Our Process

Our process is slow by design.

Crossover beers are shaped by open cooling, wild fermentation, oak ageing and careful blending. We do not add cultured yeast. We do not rush the beer towards a fixed result.

We give it time, then follow where it leads...

Open cooling

After brewing, the wort is cooled overnight in open vessels known as coolships.

During this time, it is exposed to the surrounding environment. Wild yeast and bacteria naturally settle into the wort and begin the process of spontaneous fermentation.

This is where the beer starts to become its own thing.

Spontaneous fermentation

No cultured yeast is added at any point.

Fermentation happens naturally, led by the wild yeast and bacteria present in the environment. It is slower, less predictable and more expressive than conventional fermentation.

That unpredictability is not a problem to solve. It is part of what gives the beer its character.

Time in oak

After cooling, the beer is transferred into oak barrels.

Here it ferments, matures and slowly changes over one to four years. Acidity develops. Texture softens. Aromas deepen. Each barrel moves at its own pace.

Some become bright and delicate. Others become deeper, more structured or more unusual.

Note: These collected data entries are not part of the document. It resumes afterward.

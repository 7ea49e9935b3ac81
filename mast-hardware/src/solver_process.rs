//! Launching the PlaneWave ps3cli solver server
//!
//! The solver is a closed-source console program. It is started in its
//! installation directory as `<executable> --server --port=<port>`, without
//! a console window, with stdout and stderr captured to files.

use mast_core::{MastError, Result, SolverConfig};
use std::fs::{File, OpenOptions};
use std::path::{Path, PathBuf};
use std::process::{Child, Command, Stdio};
use std::time::Duration;
use tokio::net::TcpStream;
use tracing::{debug, info};

/// `CREATE_NO_WINDOW` process creation flag
#[cfg(windows)]
const CREATE_NO_WINDOW: u32 = 0x0800_0000;

/// Everything needed to start one solver process
#[derive(Debug, Clone, PartialEq)]
pub struct SolverLaunch {
    /// Working directory of the child
    pub install_dir: PathBuf,
    /// Executable name or path, resolved against `install_dir` when relative
    pub executable: String,
    /// Port passed as `--port=<port>`
    pub port: u16,
    /// File receiving the child's stdout
    pub stdout_log: PathBuf,
    /// File receiving the child's stderr
    pub stderr_log: PathBuf,
}

impl SolverLaunch {
    /// Launch description from the unit configuration.
    pub fn from_config(config: &SolverConfig, stdout_log: PathBuf, stderr_log: PathBuf) -> Self {
        Self {
            install_dir: config.install_dir.clone(),
            executable: config.executable.clone(),
            port: config.port,
            stdout_log,
            stderr_log,
        }
    }

    /// Command-line arguments, without the program name.
    pub fn args(&self) -> Vec<String> {
        vec!["--server".to_string(), format!("--port={}", self.port)]
    }

    /// Full path of the program to run.
    pub fn program(&self) -> PathBuf {
        let executable = Path::new(&self.executable);
        if executable.is_absolute() {
            executable.to_path_buf()
        } else {
            self.install_dir.join(executable)
        }
    }

    /// Start the solver and return without waiting for it.
    ///
    /// The returned [`Child`] is not killed when dropped.
    ///
    /// # Errors
    ///
    /// Returns an error if a log file cannot be opened or the process cannot
    /// be started (missing executable or install directory).
    pub fn spawn(&self) -> Result<Child> {
        let stdout = open_log(&self.stdout_log)?;
        let stderr = open_log(&self.stderr_log)?;

        let mut command = Command::new(self.program());
        command
            .args(self.args())
            .current_dir(&self.install_dir)
            .stdin(Stdio::null())
            .stdout(Stdio::from(stdout))
            .stderr(Stdio::from(stderr));

        #[cfg(windows)]
        {
            use std::os::windows::process::CommandExt;
            command.creation_flags(CREATE_NO_WINDOW);
        }

        debug!(
            "Spawning {} {:?} in {}",
            self.program().display(),
            self.args(),
            self.install_dir.display()
        );

        let child = command.spawn().map_err(|e| {
            MastError::Solver(format!(
                "failed to start '{}' in '{}': {}",
                self.program().display(),
                self.install_dir.display(),
                e
            ))
        })?;

        info!(
            "Started solver (pid={}) on port {}, logs: {} / {}",
            child.id(),
            self.port,
            self.stdout_log.display(),
            self.stderr_log.display()
        );
        Ok(child)
    }
}

/// Open a log file for appending, creating parent directories.
fn open_log(path: &Path) -> Result<File> {
    if let Some(parent) = path.parent().filter(|p| !p.as_os_str().is_empty()) {
        std::fs::create_dir_all(parent).map_err(|e| {
            MastError::Solver(format!(
                "cannot create log directory '{}': {}",
                parent.display(),
                e
            ))
        })?;
    }
    OpenOptions::new()
        .create(true)
        .append(true)
        .open(path)
        .map_err(|e| MastError::Solver(format!("cannot open log '{}': {}", path.display(), e)))
}

/// Whether something accepts TCP connections on `endpoint` within `timeout`.
pub async fn is_listening(endpoint: &str, timeout: Duration) -> bool {
    matches!(
        tokio::time::timeout(timeout, TcpStream::connect(endpoint)).await,
        Ok(Ok(_))
    )
}

/// Poll `endpoint` until it accepts connections or `deadline` passes.
///
/// # Errors
///
/// Returns [`MastError::Timeout`] if the port never opens.
pub async fn wait_until_listening(
    endpoint: &str,
    deadline: Duration,
    poll_interval: Duration,
) -> Result<()> {
    let started = tokio::time::Instant::now();
    loop {
        if is_listening(endpoint, poll_interval).await {
            return Ok(());
        }
        if started.elapsed() >= deadline {
            return Err(MastError::Timeout(format!(
                "solver did not start listening on {} within {}s",
                endpoint,
                deadline.as_secs()
            )));
        }
        info!("Waiting for solver on {} ...", endpoint);
        tokio::time::sleep(poll_interval).await;
    }
}

#[cfg(test)]
mod tests {
    use super::*;
    use tempfile::TempDir;

    fn launch(dir: &Path, executable: &str) -> SolverLaunch {
        SolverLaunch {
            install_dir: dir.to_path_buf(),
            executable: executable.to_string(),
            port: 9896,
            stdout_log: dir.join("logs").join("solver-stdout.txt"),
            stderr_log: dir.join("logs").join("solver-stderr.txt"),
        }
    }

    #[test]
    fn test_args() {
        let l = launch(Path::new("/opt/ps3cli"), "ps3cli-20240829.exe");
        assert_eq!(l.args(), vec!["--server", "--port=9896"]);
        assert_eq!(
            l.program(),
            PathBuf::from("/opt/ps3cli/ps3cli-20240829.exe")
        );
    }

    #[test]
    fn test_from_config() {
        let config = SolverConfig {
            port: 9900,
            ..SolverConfig::default()
        };
        let l = SolverLaunch::from_config(&config, "out.txt".into(), "err.txt".into());
        assert_eq!(l.executable, "ps3cli-20240829.exe");
        assert_eq!(l.args()[1], "--port=9900");
    }

    #[test]
    fn test_missing_executable_is_an_error() {
        let dir = TempDir::new().unwrap();
        let err = launch(dir.path(), "no-such-solver.exe").spawn().unwrap_err();
        assert!(matches!(err, MastError::Solver(_)));
        // log files were still created before the spawn attempt
        assert!(dir.path().join("logs").join("solver-stdout.txt").exists());
    }

    #[test]
    fn test_missing_install_dir_is_an_error() {
        let dir = TempDir::new().unwrap();
        let mut l = launch(dir.path(), "solver");
        l.install_dir = dir.path().join("absent");
        assert!(l.spawn().is_err());
    }

    #[cfg(unix)]
    #[test]
    fn test_spawn_redirects_output() {
        let dir = TempDir::new().unwrap();
        // echo prints the arguments it was started with
        let l = launch(dir.path(), "/bin/echo");
        let mut child = l.spawn().unwrap();
        assert!(child.id() > 0);
        assert!(child.wait().unwrap().success());

        let out = std::fs::read_to_string(&l.stdout_log).unwrap();
        let err = std::fs::read_to_string(&l.stderr_log).unwrap();
        assert_eq!(out.trim(), "--server --port=9896");
        assert!(err.is_empty());
    }

    #[cfg(unix)]
    #[test]
    fn test_logs_are_appended() {
        let dir = TempDir::new().unwrap();
        let l = launch(dir.path(), "/bin/echo");
        l.spawn().unwrap().wait().unwrap();
        l.spawn().unwrap().wait().unwrap();

        let out = std::fs::read_to_string(&l.stdout_log).unwrap();
        assert_eq!(out.lines().count(), 2);
    }

    #[tokio::test]
    async fn test_is_listening() {
        let listener = tokio::net::TcpListener::bind("127.0.0.1:0").await.unwrap();
        let endpoint = listener.local_addr().unwrap().to_string();
        assert!(is_listening(&endpoint, Duration::from_secs(1)).await);

        drop(listener);
        assert!(!is_listening(&endpoint, Duration::from_millis(200)).await);
    }

    #[tokio::test]
    async fn test_wait_until_listening_times_out() {
        let listener = tokio::net::TcpListener::bind("127.0.0.1:0").await.unwrap();
        let endpoint = listener.local_addr().unwrap().to_string();
        drop(listener);

        let result = wait_until_listening(
            &endpoint,
            Duration::from_millis(100),
            Duration::from_millis(20),
        )
        .await;
        assert!(matches!(result, Err(MastError::Timeout(_))));
    }
}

Fruit, botanicals and further ageing

Some beers are refermented on fruit, grape pomace, rhubarb or botanicals. Others are finished in spirit barrels or left to develop without additions.

These decisions are made with the beer, not before it.

The aim is never to cover the base beer. It is to find the point where ingredient, fermentation, oak and time come together naturally.

Blending

Blending is where everything is brought into balance.

We taste through the barrels, looking for acidity, depth, fruit, oak, softness, structure and finish. Different ages and characters can be brought together to create a beer that feels complete.

The final blend is not about making every beer the same.

It is about finding the best expression of that moment.

Bottle conditioning

Our beers are packaged with a small amount of priming sugar for natural carbonation in the bottle.

We do not add yeast at this stage. The bottles are laid to rest on their sides and conditioned until release.

Fine bubbles, dryness and texture continue to develop over time.